Já tinha ouvido várias colegas e amigas, como Soraia Chaves ou Inês Castel-Branco, falar da experiência de narrar os Podcasts Plus do Observador — a primeira deu voz a Um Rei na Boca do Inferno, a segunda a A Caça ao Estripador de Lisboa. “Exigente”, “diferente” e “empolgante” foram alguns dos adjetivos usados com frequência. Joana Santos estava curiosa, no mínimo, e por isso nem vacilou quando recebeu o convite para ser a narradora de mais um projeto. Quando lhe apresentaram o tema, abrandou, mas não travou. “Pensei: ‘Ui, é delicado’. Fiz rewind até àquela altura, tinha mais ou menos a idade do Renato, portanto, o que é que leva alguém a fazer algo assim?”
O tal rewind faz-se até 7 de janeiro de 2011, dia em que o cronista social português Carlos Castro foi assassinado por um jovem aspirante a modelo, Renato Seabra, num quarto de hotel em Nova Iorque, EUA. Os Ficheiros do Caso Carlos Castro, o mais recente Podcast Plus do Observador — com banda sonora de Júlio Resende —, desvenda os bastidores da investigação que ajudou a polícia norte-americana a resolver o homicídio.
Joana Santos não é fã de true crime, é até “um poouco medricas”, confessa, porque os detalhes de crimes deste género ficam a atormentá-la demasiado tempo. Com a responsabilidade de contar uma história com contornos tão violentos — por vezes até sinistros —, começou por colocar a voz num tom mais grave para acompanhar os desenvolvimentos. Porém, não estava a funcionar, e foi preciso dar leveza à narradora. A história já é tão pesada que percebemos que um tom mais leve resultaria melhor, para contrabalançar com os contornos da narrativa”, explica ao Observador.
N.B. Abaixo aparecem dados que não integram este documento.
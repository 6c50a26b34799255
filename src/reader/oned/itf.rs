use log::trace;

use super::{pattern_match_variance, record_pattern, scan_runs, OneDReader};
use crate::common::{
    bit_array::BitArray,
    error::{BarcodeError, BarcodeResult},
    format::BarcodeFormat,
    hints::DecodeHints,
    point::Point,
    result::{DecodedBarcode, MetadataValue, ResultMetadataKey},
};

// ITF tables
//------------------------------------------------------------------------------

const MAX_AVG_VARIANCE: f32 = 0.38;
const MAX_INDIVIDUAL_VARIANCE: f32 = 0.5;

// Wide elements are read at both 2 and 3 times the narrow width
const W: usize = 3;
const SW: usize = 2;
const N: usize = 1;

const DEFAULT_ALLOWED_LENGTHS: [usize; 5] = [6, 8, 10, 12, 14];

pub(crate) const START_PATTERN: [usize; 4] = [N, N, N, N];
pub(crate) const END_PATTERN: [usize; 3] = [W, N, N];
const END_PATTERN_REVERSED: [[usize; 3]; 2] = [[N, N, SW], [N, N, W]];

/// Digit patterns with wide elements of 2 modules, then the same with 3 modules
pub(crate) const PATTERNS: [[usize; 5]; 20] = [
    [N, N, SW, SW, N],
    [SW, N, N, N, SW],
    [N, SW, N, N, SW],
    [SW, SW, N, N, N],
    [N, N, SW, N, SW],
    [SW, N, SW, N, N],
    [N, SW, SW, N, N],
    [N, N, N, SW, SW],
    [SW, N, N, SW, N],
    [N, SW, N, SW, N],
    [N, N, W, W, N],
    [W, N, N, N, W],
    [N, W, N, N, W],
    [W, W, N, N, N],
    [N, N, W, N, W],
    [W, N, W, N, N],
    [N, W, W, N, N],
    [N, N, N, W, W],
    [W, N, N, W, N],
    [N, W, N, W, N],
];

// ITF reader
//------------------------------------------------------------------------------

/// Reads Interleaved 2 of 5, where the bars carry one digit and the spaces the next
#[derive(Default)]
pub struct ItfReader;

impl ItfReader {
    pub fn new() -> Self {
        Self
    }
}

impl OneDReader for ItfReader {
    fn decode_row(
        &mut self,
        row_number: usize,
        row: &BitArray,
        hints: &DecodeHints,
    ) -> BarcodeResult<DecodedBarcode> {
        let (start_range, narrow_line_width) = decode_start(row)?;
        let end_range = decode_end(row, narrow_line_width)?;

        let mut result = String::with_capacity(20);
        decode_middle(row, start_range[1], end_range[0], &mut result)?;

        // Short reads must have a standard length to rule out noise and 2D symbols
        let allowed = hints.allowed_lengths.as_deref().unwrap_or(&DEFAULT_ALLOWED_LENGTHS);
        let length = result.len();
        let max_allowed_length = allowed.iter().copied().max().unwrap_or(0);
        if !allowed.contains(&length) && length <= max_allowed_length {
            return Err(BarcodeError::Format);
        }
        trace!("Decoded ITF {result} on row {row_number}");

        let y = row_number as f32;
        let mut res = DecodedBarcode::new(
            result,
            None,
            vec![Point::new(start_range[1] as f32, y), Point::new(end_range[0] as f32, y)],
            BarcodeFormat::Itf,
        );
        res.put_metadata(ResultMetadataKey::SymbologyIdentifier, MetadataValue::Text("]I0".into()));
        Ok(res)
    }
}

fn decode_middle(
    row: &BitArray,
    mut payload_start: usize,
    payload_end: usize,
    result: &mut String,
) -> BarcodeResult<()> {
    let mut counter_digit_pair = [0; 10];
    let mut counter_black = [0; 5];
    let mut counter_white = [0; 5];

    while payload_start < payload_end {
        record_pattern(row, payload_start, &mut counter_digit_pair)?;
        for k in 0..5 {
            counter_black[k] = counter_digit_pair[2 * k];
            counter_white[k] = counter_digit_pair[2 * k + 1];
        }
        for counters in [&counter_black, &counter_white] {
            let digit = decode_digit(counters)?;
            result.push(char::from(b'0' + digit as u8));
        }
        payload_start += counter_digit_pair.iter().sum::<usize>();
    }
    Ok(())
}

// Start range and the width of a narrow line, a quarter of the start pattern
fn decode_start(row: &BitArray) -> BarcodeResult<([usize; 2], usize)> {
    let end_start = skip_white_space(row)?;
    let start_pattern = find_guard_pattern(row, end_start, &START_PATTERN)?;
    let narrow_line_width = (start_pattern[1] - start_pattern[0]) / 4;
    validate_quiet_zone(row, start_pattern[0], narrow_line_width)?;
    Ok((start_pattern, narrow_line_width))
}

// The end pattern is searched for from the end of a reversed copy of the row
fn decode_end(row: &BitArray, narrow_line_width: usize) -> BarcodeResult<[usize; 2]> {
    let mut reversed = row.clone();
    reversed.reverse();

    let end_start = skip_white_space(&reversed)?;
    let end_pattern = find_guard_pattern(&reversed, end_start, &END_PATTERN_REVERSED[0])
        .or_else(|_| find_guard_pattern(&reversed, end_start, &END_PATTERN_REVERSED[1]))?;
    validate_quiet_zone(&reversed, end_pattern[0], narrow_line_width)?;

    let size = row.size();
    Ok([size - end_pattern[1], size - end_pattern[0]])
}

/// Requires ten narrow lines of quiet zone before `start`, or as many as the row has
fn validate_quiet_zone(
    row: &BitArray,
    start: usize,
    narrow_line_width: usize,
) -> BarcodeResult<()> {
    let quiet_count = (narrow_line_width * 10).min(start);
    if row.is_range(start - quiet_count, start, false)? {
        Ok(())
    } else {
        Err(BarcodeError::NotFound)
    }
}

fn skip_white_space(row: &BitArray) -> BarcodeResult<usize> {
    let end_start = row.next_set(0);
    if end_start == row.size() {
        return Err(BarcodeError::NotFound);
    }
    Ok(end_start)
}

fn find_guard_pattern(
    row: &BitArray,
    offset: usize,
    pattern: &[usize],
) -> BarcodeResult<[usize; 2]> {
    let mut counters = vec![0; pattern.len()];
    scan_runs(row, offset, false, &mut counters, |counters, start, end| {
        let variance = pattern_match_variance(counters, pattern, MAX_INDIVIDUAL_VARIANCE);
        Ok((variance < MAX_AVG_VARIANCE).then_some([start, end]))
    })
}

// Ties between two patterns are rejected as ambiguous
fn decode_digit(counters: &[usize; 5]) -> BarcodeResult<usize> {
    let mut best_variance = MAX_AVG_VARIANCE;
    let mut best_match = None;
    for (i, pattern) in PATTERNS.iter().enumerate() {
        let variance = pattern_match_variance(counters, pattern, MAX_INDIVIDUAL_VARIANCE);
        if variance < best_variance {
            best_variance = variance;
            best_match = Some(i);
        } else if variance == best_variance {
            best_match = None;
        }
    }
    best_match.map(|i| i % 10).ok_or(BarcodeError::NotFound)
}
Não só funcionou como Joana tem conseguido desligar-se da própria voz. “Tenho estado a ouvir no carro e esqueço-me de que sou eu. A sonoplastia também é muito importante porque transporta e, neste caso, arrepia.”
[o trailer de “Os Ficheiros do Caso Carlos Castro”:]
Joana Filipa Rodrigues dos Santos nasceu em Lisboa a 16 de novembro de 1985. Cresceu em Loures na “quase aldeia” Apelação. Teve uma infância livre e feliz, na rua, claro, como qualquer filho dos anos 80. “Deixava a mochila em casa, agarrava um pão de leite e ia para a rua ter com os meus amigos.”
Quando o irmão nasceu, Joana tinha dez anos e, apesar de ele não ter sido companheiro de brincadeiras, passou a ser um boneco nas mãos dela. “Tentava fazer-lhe penteados de que ele não gostava nada.” Estudou na Portela e lembra que, entre os 11 e os 15 anos, andou à procura de um estilo que não conseguia encontrar por nada. “Houve uma altura em que andava sempre toda de preto e depois comecei a usar roupas largas. E depois, de repente, fui beta.”
Certo dia, enquanto estava no metro com uma amiga, foi abordada por dois jovens que lhe sugeriram ser modelo porque era muito alta. Tinha 12 anos e a mãe disse “nem pensar”. Um ano mais tarde, voltou a ser abordada na rua e acabou por fazer um book e, aos 14, convenceu a mãe a deixá-la participar no Elite Model Look. Não ganhou, mas não se importou minimamente com isso. “A moda, para mim, foi sinónimo de ter o meu dinheiro. Quando recebi o primeiro salário, fui comprar gelados com as minhas amigas. O facto de poder pagar gelados às minhas amigas todas deixou-me mesmo feliz.”
Fez editoriais de roupa para revistas juvenis, como a Super Pop ou a Ragazza, mas nessa fase Joana ainda estava longe de perceber qual a sua vocação. No 10.º ano, foi parar ao agrupamento de Economia. “Eu queria ir para Artes e lembro-me de a minha diretora de turma dizer que Artes não tinha saída nenhuma. Portanto, por exclusão de partes, vi-me no terceiro agrupamento com Matemática e Economia. Espalhei-me ao comprido.”